Created autostep of length 2 lines

(cuda-gdb) autostep 16 for 3 lines
Breakpoint 2 at 0x7fffc7452d00: file autostep.cu, line 16.
Created autostep of length 3 lines

(cuda-gdb) info breakpoints
Num     Type           Disp Enb Address            What
1       autostep       keep y   0x00007fffc7452960 in example(int**) at autostep.cu:11 for 2 lines
2       autostep       keep y   0x00007fffc7452d00 in example(int**) at autostep.cu:16 for 3 lines

(cuda-gdb) run
Starting program: /pscratch/sd/e/elvis/autostep
[Thread debugging using libthread_db enabled]
Using host libthread_db library "/lib64/libthread_db.so.1".
[New Thread 0x7ffff4d13000 (LWP 1750738)]
[Detaching after fork from child process 1750739]
[New Thread 0x7fffe981c000 (LWP 1750756)]
[New Thread 0x7fffe901b000 (LWP 1750757)]
warning: Overlapping autostep 2 ignored

CUDA Exception: Warp Illegal Address
The exception was triggered at PC 0x7fffc7452e70 (autostep.cu:16)

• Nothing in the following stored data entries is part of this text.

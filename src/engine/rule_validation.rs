// ==========================================
// ModCon 内容规划系统 - 规则集编写检查
// ==========================================
// 职责: 静态检查规则集健康度，按规则列出问题
// 说明: 语义不匹配（如非数值字段用 greater_than）是警告，不阻止保存
// ==========================================

use crate::domain::decision::DecisioningLogic;
use crate::domain::module::ModuleCatalog;
use crate::domain::types::{ModuleType, Severity};
use crate::engine::coverage::{CoverageValidator, OrphanReason};
use crate::engine::notice::{count_severity, Notice};
use serde::{Deserialize, Serialize};
use std::collections::HashMap;
use tracing::debug;

#[derive(Debug, Clone, PartialEq, Eq, Serialize, Deserialize)]
pub struct RuleSetReport {
    pub issues: Vec<Notice>,
    pub error_count: usize,
    pub warning_count: usize,
}

impl RuleSetReport {
    pub fn is_clean(&self) -> bool {
        self.error_count == 0
    }

    /// 指向某条规则的问题
    pub fn issues_for<'a>(&'a self, rule_id: &'a str) -> impl Iterator<Item = &'a Notice> + 'a {
        self.issues
            .iter()
            .filter(move |n| n.subject.as_deref() == Some(rule_id))
    }
}

fn reason_code(reason: OrphanReason) -> &'static str {
    match reason {
        OrphanReason::ModuleMissing => "module_missing",
        OrphanReason::VariationMissing => "variation_missing",
    }
}

pub fn validate_rule_set(logic: &DecisioningLogic, catalog: &ModuleCatalog) -> RuleSetReport {
    let mut issues = Vec::new();
    let mut active_priorities: HashMap<(ModuleType, i32), &str> = HashMap::new();

    for rule in logic.rules() {
        if rule.name.trim().is_empty() {
            issues.push(Notice::error("rule_missing_name").subject(&rule.id));
        }

        if rule.is_active {
            // 同一槽位类型内的同优先级才会互相竞争
            let key = (rule.action.module_type, rule.priority);
            match active_priorities.get(&key) {
                Some(first) => issues.push(
                    Notice::warning("rule_priority_tie")
                        .subject(&rule.id)
                        .param("priority", rule.priority)
                        .param("other", first),
                ),
                None => {
                    active_priorities.insert(key, rule.id.as_str());
                }
            }
        } else {
            issues.push(Notice::info("rule_inactive").subject(&rule.id));
        }

        for (index, c) in rule.conditions.iter().enumerate() {
            if c.operator().is_ordinal() && !c.condition_type().is_ordinal() {
                issues.push(
                    Notice::warning("rule_ordinal_on_non_ordinal")
                        .subject(&rule.id)
                        .param("index", index)
                        .param("type", c.condition_type())
                        .param("operator", c.operator()),
                );
            }
        }
    }

    let validator = CoverageValidator::new();
    for orphan in validator.find_orphan_rules(logic, catalog) {
        issues.push(
            Notice::error("rule_orphan")
                .subject(&orphan.rule_id)
                .param("module_id", &orphan.target.module_id)
                .param("variation_id", &orphan.target.variation_id)
                .param("reason", reason_code(orphan.reason)),
        );
    }
    for orphan in validator.find_orphan_defaults(logic, catalog) {
        issues.push(
            Notice::error("default_orphan")
                .subject(orphan.module_type.as_str())
                .param("module_id", &orphan.target.module_id)
                .param("variation_id", &orphan.target.variation_id)
                .param("reason", reason_code(orphan.reason)),
        );
    }

    for rule in logic.rules() {
        if let Some(module) = catalog.find_module(&rule.action.module_id) {
            if module.module_type != rule.action.module_type {
                issues.push(
                    Notice::warning("rule_type_mismatch")
                        .subject(&rule.id)
                        .param("module_id", &module.id)
                        .param("expected", rule.action.module_type)
                        .param("actual", module.module_type),
                );
            }
        }
    }

    for (module_type, target) in logic.defaults() {
        if let Some(module) = catalog.find_module(&target.module_id) {
            if module.module_type != *module_type {
                issues.push(
                    Notice::warning("default_type_mismatch")
                        .subject(module_type.as_str())
                        .param("module_id", &module.id)
                        .param("actual", module.module_type),
                );
            }
        }
    }

    let error_count = count_severity(&issues, Severity::Error);
    let warning_count = count_severity(&issues, Severity::Warning);
    debug!(
        rules = logic.rules().len(),
        errors = error_count,
        warnings = warning_count,
        "规则集检查完成"
    );

    RuleSetReport {
        issues,
        error_count,
        warning_count,
    }
}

Thread 1 "autostep" received signal CUDA_EXCEPTION_14, Warp Illegal Address.
[Current focus set to CUDA kernel 1, grid 1, block (3,0,0), thread (32,0,0), device 0, sm 6, warp 1, lane 0]
Autostep precisely caught exception at autostep.cu:16 (0x7fffc7452e70)
[Switching focus to CUDA kernel 1, grid 1, block (3,0,0), thread (32,0,0), device 0, sm 6, warp 1, lane 0]
example<<<(8,1,1),(64,1,1)>>> (data=0x7fffcf640000) at autostep.cu:17
17    *(data[idx1]) = value3;

In the example, we have we correctly caught the exception at line 16. We see that the thread that threw the exception must have been in the same warp as block 3, thread 32. We have narrowed down the scope of the error from 512 threads down to 32 threads.

MPI+CUDA Application¶

For MPI+CUDA code debugging, we strongly recommend using DDT or TotalView, which provide more convenient debugging environment. If you still want to debug using CUDA-GDB for a small number of processes, you can launch xterm with srun running CUDA-GDB in the xterm window:

srun -n 4 --gpus-per-task=1 xterm -e cuda-gdb ./my_app

Then several xterm windows will appear. You should do this within the ThinLinc window.

CUDA-GDB Documentation¶

This page is largely based on Nvidia's CUDA-GDB manual. For more detailed info, please check the manual.